Illustrazione di una miniera sotterranea in Norvegia con estrazione di terre rare, circondata da boschi e fauna protetta, simboli di turbine eoliche e auto elettriche in lontananza.
Illustrazione di una miniera sotterranea in Norvegia con estrazione di terre rare, circondata da boschi e fauna protetta, simboli di turbine eoliche e auto elettriche in lontananza.

La scoperta di terre rare in Norvegia offre un nuovo equilibrio tra transizione energetica e tutela ambientale, una lettura utile per un collega che segue l’approvvigionamento tecnologico europeo.

La Norvegia scopre miniere strategiche Flusso della storia e fatti chiave

Nel sud della Norvegia, vicino alla cittadina di Ulefoss, è stato scoperto il giacimento di terre rare di Fensfeltet, uno dei più grandi al mondo. Le stime aggiornate indicano una riserva di 15,9 milioni di tonnellate, l’80 per cento in più rispetto alle valutazioni precedenti. Questa scoperta potrebbe ridurre la dipendenza dell’Europa dalla Cina, attualmente dominatrice nel mercato delle terre rare, fondamentali per tecnologie verdi e sistemi di difesa. L’azienda mineraria norvegese Rare Earths Norway detiene i diritti per lo sfruttamento della maggior parte del giacimento e punta a iniziare l’estrazione entro il 2030, ma i tempi potrebbero allungarsi a causa di complessità ambientali e logistiche.

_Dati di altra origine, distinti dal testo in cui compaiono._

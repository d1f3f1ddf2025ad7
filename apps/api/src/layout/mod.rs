// Story layout engine: line wrapping and vertical block placement.
// Pure and synchronous. Callers on the async path run it inside tokio::task::spawn_blocking
// together with the rest of the composition.

pub mod measure;
pub mod vertical;
pub mod wrap;

use thiserror::Error;

pub use measure::{TextExtent, TextMeasure};
pub use vertical::{solve_layout, LayoutRequest, LayoutResult, CANVAS_HEIGHT, CANVAS_WIDTH};
pub use wrap::wrap_text;

/// Caller contract violations. Overflow and compaction are never errors.
#[derive(Debug, Error, PartialEq, Eq)]
pub enum LayoutError {
    #[error("Invalid layout argument: {0}")]
    InvalidArgument(String),
}
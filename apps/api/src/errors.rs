use axum::{
    http::StatusCode,
    response::{IntoResponse, Response},
    Json,
};
use serde_json::json;
use thiserror::Error;

use crate::story::ComposeError;

/// Application-level error type.
/// Implements `IntoResponse` so Axum handlers can return `Result<T, AppError>`.
#[derive(Debug, Error)]
pub enum AppError {
    #[error("Validation error: {0}")]
    Validation(String),

    #[error("Malformed model reply: {0}")]
    MalformedReply(String),

    #[error("LLM error: {0}")]
    Llm(String),

    #[error("Composition error: {0}")]
    Compose(#[from] ComposeError),

    #[error("Internal server error: {0}")]
    Internal(#[from] anyhow::Error),
}

impl IntoResponse for AppError {
    fn into_response(self) -> Response {
        let (status, code, message) = match &self {
            AppError::Validation(msg) => (StatusCode::BAD_REQUEST, "VALIDATION_ERROR", msg.clone()),
            AppError::MalformedReply(detail) => {
                tracing::error!("Malformed model reply: {detail}");
                (
                    StatusCode::INTERNAL_SERVER_ERROR,
                    "MALFORMED_REPLY",
                    "The AI response was malformed.".to_string(),
                )
            }
            AppError::Llm(msg) => {
                tracing::error!("LLM error: {msg}");
                (
                    StatusCode::INTERNAL_SERVER_ERROR,
                    "LLM_ERROR",
                    "The AI model could not process the image.".to_string(),
                )
            }
            AppError::Compose(ComposeError::Photo(e)) => (
                StatusCode::BAD_REQUEST,
                "INVALID_IMAGE",
                format!("The uploaded file is not a readable image: {e}"),
            ),
            AppError::Compose(e) => {
                tracing::error!("Composition error: {e}");
                (
                    StatusCode::INTERNAL_SERVER_ERROR,
                    "COMPOSE_ERROR",
                    "Failed to create the story image.".to_string(),
                )
            }
            AppError::Internal(e) => {
                tracing::error!("Internal error: {e:?}");
                (
                    StatusCode::INTERNAL_SERVER_ERROR,
                    "INTERNAL_ERROR",
                    "An internal server error occurred".to_string(),
                )
            }
        };

        let body = Json(json!({
            "error": message,
            "code": code
        }));

        (status, body).into_response()
    }
}

#[cfg(test)]
mod tests {
    use super::*;

    #[test]
    fn test_validation_maps_to_bad_request() {
        let response = AppError::Validation("No image file was uploaded.".to_string()).into_response();
        assert_eq!(response.status(), StatusCode::BAD_REQUEST);
    }

    #[test]
    fn test_llm_error_maps_to_internal() {
        let response = AppError::Llm("timeout".to_string()).into_response();
        assert_eq!(response.status(), StatusCode::INTERNAL_SERVER_ERROR);
    }

    #[test]
    fn test_unreadable_photo_maps_to_bad_request() {
        let decode_err = image::load_from_memory(b"definitely not an image").unwrap_err();
        let response = AppError::Compose(ComposeError::Photo(decode_err)).into_response();
        assert_eq!(response.status(), StatusCode::BAD_REQUEST);
    }
}
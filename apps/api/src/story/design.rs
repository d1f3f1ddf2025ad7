//! Design director: asks the vision model for colours and type sizes.
//!
//! A reply that does not contain a usable directive is not an error: the story is
//! composed with [`DesignDirective::default`] instead. Only a failed model call is.

use image::Rgba;
use serde::{Deserialize, Deserializer, Serialize};
use tracing::{info, warn};

use crate::errors::AppError;
use crate::llm_client::prompts::{fill_template, JSON_ONLY_INSTRUCTION};
use crate::llm_client::{parse_json_reply, ImagePart, VisionModel};
use crate::models::quote::Quotation;
use crate::story::prompts::DESIGN_PROMPT_TEMPLATE;

const DESIGN_TEMPERATURE: f32 = 0.7;

const QUOTE_SIZE_RANGE: (f32, f32) = (40.0, 80.0);
const SOURCE_SIZE_RANGE: (f32, f32) = (30.0, 50.0);
const LINE_SPACING_RANGE: (f32, f32) = (15.0, 35.0);

/// Text colour on the story. Anything other than `"white"` reads as black.
#[derive(Debug, Clone, Copy, Default, PartialEq, Eq, Serialize)]
#[serde(rename_all = "lowercase")]
pub enum TextColor {
    #[default]
    White,
    Black,
}

impl<'de> Deserialize<'de> for TextColor {
    fn deserialize<D: Deserializer<'de>>(deserializer: D) -> Result<Self, D::Error> {
        let raw = String::deserialize(deserializer)?;
        Ok(if raw == "white" {
            TextColor::White
        } else {
            TextColor::Black
        })
    }
}

impl TextColor {
    pub fn rgba(self) -> Rgba<u8> {
        match self {
            TextColor::White => Rgba([255, 255, 255, 255]),
            TextColor::Black => Rgba([0, 0, 0, 255]),
        }
    }
}

/// Visual parameters for one story image. Missing fields fall back individually.
#[derive(Debug, Clone, PartialEq, Serialize, Deserialize)]
#[serde(default)]
pub struct DesignDirective {
    pub background_color: [u8; 3],
    pub text_color: TextColor,
    /// Quote font size in pixels.
    pub quote_size: f32,
    /// Attribution font size in pixels.
    pub source_size: f32,
    /// Vertical gap between quote lines in pixels.
    pub line_spacing: f32,
}

impl Default for DesignDirective {
    fn default() -> Self {
        Self {
            background_color: [25, 25, 25],
            text_color: TextColor::White,
            quote_size: 60.0,
            source_size: 40.0,
            line_spacing: 25.0,
        }
    }
}

impl DesignDirective {
    /// Clamps sizes into the ranges the prompt allows. Non-finite values take the default.
    pub fn normalized(self) -> Self {
        let defaults = Self::default();
        Self {
            quote_size: clamp_or(self.quote_size, QUOTE_SIZE_RANGE, defaults.quote_size),
            source_size: clamp_or(self.source_size, SOURCE_SIZE_RANGE, defaults.source_size),
            line_spacing: clamp_or(self.line_spacing, LINE_SPACING_RANGE, defaults.line_spacing),
            ..self
        }
    }

    pub fn background(&self) -> Rgba<u8> {
        let [r, g, b] = self.background_color;
        Rgba([r, g, b, 255])
    }

    pub fn line_spacing_px(&self) -> i32 {
        self.line_spacing.round() as i32
    }
}

fn clamp_or(value: f32, (min, max): (f32, f32), fallback: f32) -> f32 {
    if value.is_finite() {
        value.clamp(min, max)
    } else {
        fallback
    }
}

pub(crate) fn build_design_prompt(quotation: &Quotation) -> String {
    let quote_chars = quotation.text.chars().count().to_string();
    let citation = quotation.citation();
    let prompt = fill_template(
        DESIGN_PROMPT_TEMPLATE,
        &[
            ("quote", quotation.text.as_str()),
            ("quote_chars", quote_chars.as_str()),
            ("citation", citation.as_str()),
        ],
    );
    format!("{prompt}\n\n{JSON_ONLY_INSTRUCTION}")
}

/// Asks the vision model to design the story for this photo and quotation.
///
/// Falls back to the default directive when the reply holds no valid JSON.
pub async fn request_design(
    model: &dyn VisionModel,
    image: &ImagePart,
    quotation: &Quotation,
) -> Result<DesignDirective, AppError> {
    let prompt = build_design_prompt(quotation);

    let reply = model
        .generate(&prompt, image, DESIGN_TEMPERATURE)
        .await
        .map_err(|e| AppError::Llm(format!("Design request failed: {e}")))?;

    match parse_json_reply::<DesignDirective>(&reply) {
        Ok(directive) => {
            let directive = directive.normalized();
            info!(?directive, "Design directive received");
            Ok(directive)
        }
        Err(e) => {
            warn!(error = %e, reply = %reply, "Design reply unusable, using default design");
            Ok(DesignDirective::default())
        }
    }
}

Il progetto prevede una miniera sotterranea con un tunnel per trasportare i minerali a una zona di lavorazione, dove avverrà la separazione delle terre rare. Tuttavia, non sono ancora stati identificati i siti adatti per queste strutture, anche per via della ricca biodiversità dell’area, inclusa fauna protetta come coleotteri e farfalle. Il comune di Ulefoss ha rinunciato a gestire il progetto, lasciando il compito al governo centrale, sollevando preoccupazioni su possibili accelerazioni a scapito dell’ambiente. Il gruppo ambientalista Naturvernforbundet chiede un bilanciamento tra necessità energetiche ed ecologia.

Dal punto di vista economico, l’avvio della miniera è sostenibile solo con un sostegno pubblico. La concorrenza cinese, che sta abbassando i prezzi, rende rischioso l’investimento privato. Rare Earths Norway chiede al governo norvegese, possibilmente con il supporto dell’Unione europea, di garantire un prezzo minimo di acquisto. Il governo ha mostrato interesse ma non ha ancora deciso. Il dibattito si concentra ora su come conciliare sicurezza energetica, sostenibilità economica e protezione ambientale in un progetto chiave per il futuro del continente.

Fatti

  • Il giacimento di Fensfeltet in Norvegia contiene 15,9 milioni di tonnellate di terre rare, l’80% in più rispetto alle stime del 2024.
  • Le terre rare sono essenziali per auto elettriche, turbine eoliche e sistemi di difesa, e finora la Cina ne domina l’estrazione.
  • Il comune di Ulefoss ha rinunciato a gestire il progetto, trasferendo la responsabilità al governo centrale.
  • L’azienda Rare Earths Norway chiede un prezzo minimo garantito dallo stato per rendere sostenibile l’investimento.
  • La miniera prevede estrazione sotterranea e separazione dei minerali, ma i siti di lavorazione e stoccaggio non sono ancora definiti.